**What to do**
What follows is a set of records. Repeat every one of them exactly.

***** Data section

//! Asset payloads.
//!
//! An asset is stored as a type tag plus a raw JSON blob. The tag decides
//! which of the payload shapes below the blob is decoded into. Decoding is
//! lenient about missing fields (they take their zero value) but strict
//! about malformed JSON and wrongly typed fields.

use std::fmt;
use std::str::FromStr;

use serde::{Deserialize, Serialize};
use thiserror::Error;

#[derive(Debug, Clone, Copy, PartialEq, Eq, Hash, Serialize, Deserialize)]
#[serde(rename_all = "lowercase")]
pub enum AssetType {
    Chart,
    Insight,
    Audience,
}

impl AssetType {
    pub const ALL: [AssetType; 3] = [AssetType::Chart, AssetType::Insight, AssetType::Audience];

    pub fn as_str(&self) -> &'static str {
        match self {
            Self::Chart => "chart",
            Self::Insight => "insight",
            Self::Audience => "audience",
        }
    }
}

impl fmt::Display for AssetType {
    fn fmt(&self, f: &mut fmt::Formatter<'_>) -> fmt::Result {
        f.write_str(self.as_str())
    }
}

impl FromStr for AssetType {
    type Err = CodecError;

    fn from_str(s: &str) -> Result<Self, Self::Err> {
        match s {
            "chart" => Ok(Self::Chart),
            "insight" => Ok(Self::Insight),
            "audience" => Ok(Self::Audience),
            other => Err(CodecError::UnknownAssetType(other.to_string())),
        }
    }
}

#[derive(Debug, Error)]
pub enum CodecError {
    #[error("unknown asset type: {0}")]
    UnknownAssetType(String),

    #[error("failed to decode {asset_type} data: {source}")]
    Decode {
        asset_type: AssetType,
        #[source]
        source: serde_json::Error,
    },
}

#[derive(Debug, Clone, Default, PartialEq, Serialize, Deserialize)]
#[serde(default)]
pub struct Chart {
    #[serde(skip_serializing_if = "String::is_empty")]
    pub title: String,
    pub x_axis_title: String,
    pub y_axis_title: String,
    pub data_points: Vec<f64>,
}

#[derive(Debug, Clone, Default, PartialEq, Serialize, Deserialize)]
#[serde(default)]
pub struct Insight {
    pub text: String,
}

#[derive(Debug, Clone, Default, PartialEq, Serialize, Deserialize)]
#[serde(default)]
pub struct Audience {
    pub gender: String,
    pub birth_country: String,
    pub age_groups: Vec<String>,
    pub hours_on_social_media_min: i64,
    pub purchases_last_month_min: i64,
}

/// Decoded asset payload. Serializes as the bare shape, without a tag.
#[derive(Debug, Clone, PartialEq, Serialize)]
#[serde(untagged)]
pub enum AssetData {
    Chart(Chart),
    Insight(Insight),
    Audience(Audience),
}

impl AssetData {
    pub fn decode(asset_type: AssetType, raw: &[u8]) -> Result<Self, CodecError> {
        let wrap = |source: serde_json::Error| CodecError::Decode { asset_type, source };
        match asset_type {
            AssetType::Chart => serde_json::from_slice(raw).map(Self::Chart).map_err(wrap),
            AssetType::Insight => serde_json::from_slice(raw).map(Self::Insight).map_err(wrap),
            AssetType::Audience => serde_json::from_slice(raw).map(Self::Audience).map_err(wrap),
        }
    }

    pub fn asset_type(&self) -> AssetType {
        match self {
            Self::Chart(_) => AssetType::Chart,
            Self::Insight(_) => AssetType::Insight,
            Self::Audience(_) => AssetType::Audience,
        }
    }
}

/// Decode a payload whose tag comes straight from storage.
pub fn decode_asset_data(tag: &str, raw: &[u8]) -> Result<AssetData, CodecError> {
    let asset_type: AssetType = tag.parse()?;
    AssetData::decode(asset_type, raw)
}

**********

**Worked solution**
//! Asset payloads.
//!
//! An asset is stored as a type tag plus a raw JSON blob. The tag decides
//! which of the payload shapes below the blob is decoded into. Decoding is
//! lenient about missing fields (they take their zero value) but strict
//! about malformed JSON and wrongly typed fields.

use std::fmt;
use std::str::FromStr;

use serde::{Deserialize, Serialize};
use thiserror::Error;

#[derive(Debug, Clone, Copy, PartialEq, Eq, Hash, Serialize, Deserialize)]
#[serde(rename_all = "lowercase")]
pub enum AssetType {
    Chart,
    Insight,
    Audience,
}

impl AssetType {
    pub const ALL: [AssetType; 3] = [AssetType::Chart, AssetType::Insight, AssetType::Audience];

    pub fn as_str(&self) -> &'static str {
        match self {
            Self::Chart => "chart",
            Self::Insight => "insight",
            Self::Audience => "audience",
        }
    }
}

impl fmt::Display for AssetType {
    fn fmt(&self, f: &mut fmt::Formatter<'_>) -> fmt::Result {
        f.write_str(self.as_str())
    }
}

impl FromStr for AssetType {
    type Err = CodecError;

    fn from_str(s: &str) -> Result<Self, Self::Err> {
        match s {
            "chart" => Ok(Self::Chart),
            "insight" => Ok(Self::Insight),
            "audience" => Ok(Self::Audience),
            other => Err(CodecError::UnknownAssetType(other.to_string())),
        }
    }
}

#[derive(Debug, Error)]
pub enum CodecError {
    #[error("unknown asset type: {0}")]
    UnknownAssetType(String),

    #[error("failed to decode {asset_type} data: {source}")]
    Decode {
        asset_type: AssetType,
        #[source]
        source: serde_json::Error,
    },
}

#[derive(Debug, Clone, Default, PartialEq, Serialize, Deserialize)]
#[serde(default)]
pub struct Chart {
    #[serde(skip_serializing_if = "String::is_empty")]
    pub title: String,
    pub x_axis_title: String,
    pub y_axis_title: String,
    pub data_points: Vec<f64>,
}

#[derive(Debug, Clone, Default, PartialEq, Serialize, Deserialize)]
#[serde(default)]
pub struct Insight {
    pub text: String,
}

#[derive(Debug, Clone, Default, PartialEq, Serialize, Deserialize)]
#[serde(default)]
pub struct Audience {
    pub gender: String,
    pub birth_country: String,
    pub age_groups: Vec<String>,
    pub hours_on_social_media_min: i64,
    pub purchases_last_month_min: i64,
}

/// Decoded asset payload. Serializes as the bare shape, without a tag.
#[derive(Debug, Clone, PartialEq, Serialize)]
#[serde(untagged)]
pub enum AssetData {
    Chart(Chart),
    Insight(Insight),
    Audience(Audience),
}

impl AssetData {
    pub fn decode(asset_type: AssetType, raw: &[u8]) -> Result<Self, CodecError> {
        let wrap = |source: serde_json::Error| CodecError::Decode { asset_type, source };
        match asset_type {
            AssetType::Chart => serde_json::from_slice(raw).map(Self::Chart).map_err(wrap),
            AssetType::Insight => serde_json::from_slice(raw).map(Self::Insight).map_err(wrap),
            AssetType::Audience => serde_json::from_slice(raw).map(Self::Audience).map_err(wrap),
        }
    }

    pub fn asset_type(&self) -> AssetType {
        match self {
            Self::Chart(_) => AssetType::Chart,
            Self::Insight(_) => AssetType::Insight,
            Self::Audience(_) => AssetType::Audience,
        }
    }
}

/// Decode a payload whose tag comes straight from storage.
pub fn decode_asset_data(tag: &str, raw: &[u8]) -> Result<AssetData, CodecError> {
    let asset_type: AssetType = tag.parse()?;
    AssetData::decode(asset_type, raw)
}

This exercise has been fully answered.